In their more daring incarnations, both poetics and genetics resist and re-draw categorizations. In the hands of Pound and Eliot, the Modernist verse-collage (as a mode of lyric fission) leaps over and tunnels under genre divisions, cross-breeding Provencal song to Vedic chant and splicing vaudevillian refrains into classical hexameters. Bio-poetics flouts and confounds generic decrees as well, forming organic conundrums and inter-species riddles by leaping the “mutation firewall,” in Steve Tomasula’s phrase. Bio-poetics’ “stanza” is the osmotic cell, its “rhyme” is species resemblance, its “phrases” are composed on cell-lines and on petri dishes treated as pages.
Eduardo Kac’s Genesis project uses Morse code converted into DNA base-pairs to insert a phrase from the Book of Genesis into a microorganism: thymine is “dash” in Kac’s elected language, cytosine is “dot,” adenine is word-space and guanine is letter-space. Kac uses Morse code, a radiotelegraphic language invented during the Genesis of the Information Age,to comment on our notions of spontaneous origin and biological “scriptedness.” Kac is deliberately and conceptually walking a razor’s-precipice, converting the Book of Genesis’ ill-famed “dominion over nature” phrase into manipulated amino acids, and so embodying and commenting on a certain species hubris at once.

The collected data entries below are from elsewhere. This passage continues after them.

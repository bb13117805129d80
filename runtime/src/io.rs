//! Print helpers called from emitted code.
//!
//! Numeric prints render decimal plus a trailing newline; the descriptor
//! comes from runtime state so tests can swing it onto a pipe. String
//! literals are not printed here; the emitter inlines those with a
//! direct `sys_write` sequence.

use crate::state::RuntimeState;

fn write_all(fd: i32, mut buf: &[u8]) {
    while !buf.is_empty() {
        // SAFETY: buf is a live slice; write does not retain the pointer.
        let n = unsafe {
            libc::write(fd, buf.as_ptr() as *const libc::c_void, buf.len())
        };
        if n <= 0 {
            return;
        }
        buf = &buf[n as usize..];
    }
}

impl RuntimeState {
    pub fn print_i64(&self, value: i64) {
        let mut buf = [0u8; 24];
        let mut pos = buf.len();
        buf[pos - 1] = b'\n';
        pos -= 1;

        let negative = value < 0;
        let mut mag = value.unsigned_abs();
        loop {
            pos -= 1;
            buf[pos] = b'0' + (mag % 10) as u8;
            mag /= 10;
            if mag == 0 {
                break;
            }
        }
        if negative {
            pos -= 1;
            buf[pos] = b'-';
        }
        write_all(self.out_fd(), &buf[pos..]);
    }

    pub fn print_f64(&self, value: f64) {
        let s = format!("{value}\n");
        write_all(self.out_fd(), s.as_bytes());
    }
}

Similarly, Kac’s Move 36 is a sand chessboard featuring a plant grown from a “Cartesian gene” deploying the phrase Cogito ergo sum translated into genetic code. Cartesian grids have long been used to map protein topologies, but that process is now reversible as a Cartesian motto is itself transfused into an organismic phrase. “A poem is like an amino acid” in Michael McClure’s commentary, and proteins are indeed spelled out in chains of letters (our nucleotide language of A, C, T, and G) which only appearto stand for phonemes. In bio-poetics our stylized letters are returned to their service as pictograms, even as they function as amino triggers for the growth of new organisms. Emerson’s notion of language as “fossil poetry” has its own bio-poetic correlative here: in Kac’s Fossil Folds several protein sequences are permanently embedded in granite to comment on a “semantic tension” between Life as dynamic Flux and as preserved Writ.

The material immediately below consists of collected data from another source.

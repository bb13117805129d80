use std::io;
use std::ptr;
use std::sync::atomic::{AtomicI32, AtomicU64, Ordering};
use std::sync::OnceLock;

use log::debug;

use crate::abi::{RuntimeHooks, RuntimeLayout};
use crate::clock::{Clock, TscClock};
use crate::park::{FutexParker, TimelineParker};
use crate::tables::{
    FixedPoint, FlowControl, TimelineRecord, COLLISION_CAPACITY,
    COLLISION_TABLE_ADDR, DEFAULT_BOUNCE_ADDR, DEFAULT_TARGET_ADDR,
    FIXED_POINT_CAPACITY, FIXED_POINT_TABLE_ADDR, FLOW_CAPACITY,
    FLOW_TABLE_ADDR,
};

/// One mmap'd table. Owns the mapping exclusively; optionally placed at
/// a caller-chosen fixed address. Shared mappings, so timelines running
/// in forked children operate on the same tables.
struct TableRegion {
    ptr: *mut u8,
    size: usize,
}

// SAFETY: TableRegion owns its mapping; concurrent access goes through
// the atomics inside the entry structs.
unsafe impl Send for TableRegion {}
unsafe impl Sync for TableRegion {}

impl TableRegion {
    fn new(size: usize, fixed_addr: Option<u64>) -> io::Result<Self> {
        let (hint, flags) = match fixed_addr {
            Some(addr) => (
                addr as *mut libc::c_void,
                libc::MAP_SHARED | libc::MAP_ANONYMOUS | libc::MAP_FIXED_NOREPLACE,
            ),
            None => (
                ptr::null_mut(),
                libc::MAP_SHARED | libc::MAP_ANONYMOUS,
            ),
        };
        // SAFETY: anonymous private mapping, no file backing.
        let p = unsafe {
            libc::mmap(
                hint,
                size,
                libc::PROT_READ | libc::PROT_WRITE,
                flags,
                -1,
                0,
            )
        };
        if p == libc::MAP_FAILED {
            return Err(io::Error::last_os_error());
        }
        Ok(Self {
            ptr: p as *mut u8,
            size,
        })
    }

    fn addr(&self) -> u64 {
        self.ptr as u64
    }
}

impl Drop for TableRegion {
    fn drop(&mut self) {
        if !self.ptr.is_null() {
            unsafe {
                libc::munmap(self.ptr as *mut libc::c_void, self.size);
            }
        }
    }
}

/// Runtime construction parameters.
pub struct RuntimeConfig {
    /// Map the tables at the conventional fixed addresses
    /// (`0x500000`/`0x600000`/`0x610000`) instead of wherever the kernel
    /// puts them. Fails if the address space is already occupied.
    pub reserve_fixed_addresses: bool,
    pub clock: Box<dyn Clock>,
    pub parker: Box<dyn TimelineParker>,
    /// Descriptor the print entries write to.
    pub out_fd: i32,
}

impl Default for RuntimeConfig {
    fn default() -> Self {
        Self {
            reserve_fixed_addresses: false,
            clock: Box::new(TscClock),
            parker: Box::new(FutexParker),
            out_fd: 1,
        }
    }
}

/// Process-wide runtime state.
///
/// Owns the three tables for the lifetime of the emitted program. There
/// is one per process (emitted code reaches it through addresses baked
/// into the instruction stream), installed with [`RuntimeState::install`].
pub struct RuntimeState {
    fixed_points: TableRegion,
    flows: TableRegion,
    collisions: TableRegion,
    /// Current-time cell read by temporal array indexing.
    pub current_time: AtomicU64,
    out_fd: AtomicI32,
    clock: Box<dyn Clock>,
    parker: Box<dyn TimelineParker>,
}

static STATE: OnceLock<RuntimeState> = OnceLock::new();

impl RuntimeState {
    /// Install the process-wide runtime. Subsequent calls return the
    /// already-installed state and ignore the new config.
    pub fn install(config: RuntimeConfig) -> io::Result<&'static RuntimeState> {
        if let Some(state) = STATE.get() {
            return Ok(state);
        }
        let state = Self::build(config)?;
        Ok(STATE.get_or_init(|| state))
    }

    /// The installed runtime, if any. Entry points return the error
    /// sentinel when nothing is installed.
    pub fn get() -> Option<&'static RuntimeState> {
        STATE.get()
    }

    fn build(config: RuntimeConfig) -> io::Result<RuntimeState> {
        let fixed = config.reserve_fixed_addresses;
        let fp_size =
            std::mem::size_of::<FixedPoint>() * FIXED_POINT_CAPACITY;
        let flow_size =
            std::mem::size_of::<FlowControl>() * FLOW_CAPACITY;
        let col_size =
            std::mem::size_of::<TimelineRecord>() * COLLISION_CAPACITY;

        let fixed_points = TableRegion::new(
            fp_size,
            fixed.then_some(FIXED_POINT_TABLE_ADDR),
        )?;
        let flows =
            TableRegion::new(flow_size, fixed.then_some(FLOW_TABLE_ADDR))?;
        let collisions = TableRegion::new(
            col_size,
            fixed.then_some(COLLISION_TABLE_ADDR),
        )?;

        debug!(
            "runtime tables: fixed-points @ {:#x}, flows @ {:#x}, collisions @ {:#x}",
            fixed_points.addr(),
            flows.addr(),
            collisions.addr()
        );

        Ok(RuntimeState {
            fixed_points,
            flows,
            collisions,
            current_time: AtomicU64::new(0),
            out_fd: AtomicI32::new(config.out_fd),
            clock: config.clock,
            parker: config.parker,
        })
    }

    pub fn clock(&self) -> &dyn Clock {
        &*self.clock
    }

    pub fn parker(&self) -> &dyn TimelineParker {
        &*self.parker
    }

    pub fn out_fd(&self) -> i32 {
        self.out_fd.load(Ordering::Relaxed)
    }

    /// Redirect the print entries (tests point this at a pipe).
    pub fn set_out_fd(&self, fd: i32) {
        self.out_fd.store(fd, Ordering::Relaxed);
    }

    pub fn fixed_point(&self, id: usize) -> Option<&FixedPoint> {
        if id >= FIXED_POINT_CAPACITY {
            return None;
        }
        // SAFETY: the region is FIXED_POINT_CAPACITY entries of
        // zero-initialized FixedPoint (all-zero is a valid state).
        unsafe {
            Some(&*(self.fixed_points.ptr as *const FixedPoint).add(id))
        }
    }

    pub fn flow(&self, id: usize) -> Option<&FlowControl> {
        if id >= FLOW_CAPACITY {
            return None;
        }
        // SAFETY: as above; all-zero FlowControl is valid (inactive).
        unsafe { Some(&*(self.flows.ptr as *const FlowControl).add(id)) }
    }

    /// Base pointer of the collision table. Emitted code scans this
    /// directly; Rust-side access is test-only.
    pub fn collision_base(&self) -> *mut TimelineRecord {
        self.collisions.ptr as *mut TimelineRecord
    }

    /// The layout handed to the emitter: table addresses plus entry-point
    /// addresses of this runtime.
    pub fn layout(&self) -> RuntimeLayout {
        RuntimeLayout {
            collision_table: self.collisions.addr(),
            fixedpoint_table: self.fixed_points.addr(),
            flow_table: self.flows.addr(),
            default_target: DEFAULT_TARGET_ADDR,
            default_bounce: DEFAULT_BOUNCE_ADDR,
            current_time: &self.current_time as *const AtomicU64 as u64,
            hooks: RuntimeHooks::linked(),
        }
    }
}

Emerson’s claim that “every word was once an animal,” is also more complicated, as animals’ genetic “words” are blended into cross-species puns. Kac (pronounced “cats”) takes up the cross-breeding gauntlet in several of his projects and has been called a “genetic tattooist,” using inserted proteins to enhance an animal’s somatic profile. In one project, Kac joins the attributes of two animals, a rabbit and a jellyfish, into a patented life form. An albino rabbit is Kac’s page, whose germ line is able to receive the data of a fluorescent jellyfish protein and glow green like an open-source genetic “go” signal. Kac operates as if DNA’s sugar-ribose rungs could be rung like bells on an atonal genetic chime. A rabbit is a study in super-fertile reproductive success, and a jellyfish is an entity-as-colony, and so Kac’s coined organism is an interspecies pun on the teeming abundance of Nature. As well, this hybrid artwork is a portmanteau creature and a source of media scandal, raising (and defying) problematic questions concerning the appropriate limits of human intervention into the genetic sanctity and destiny of our fellow species.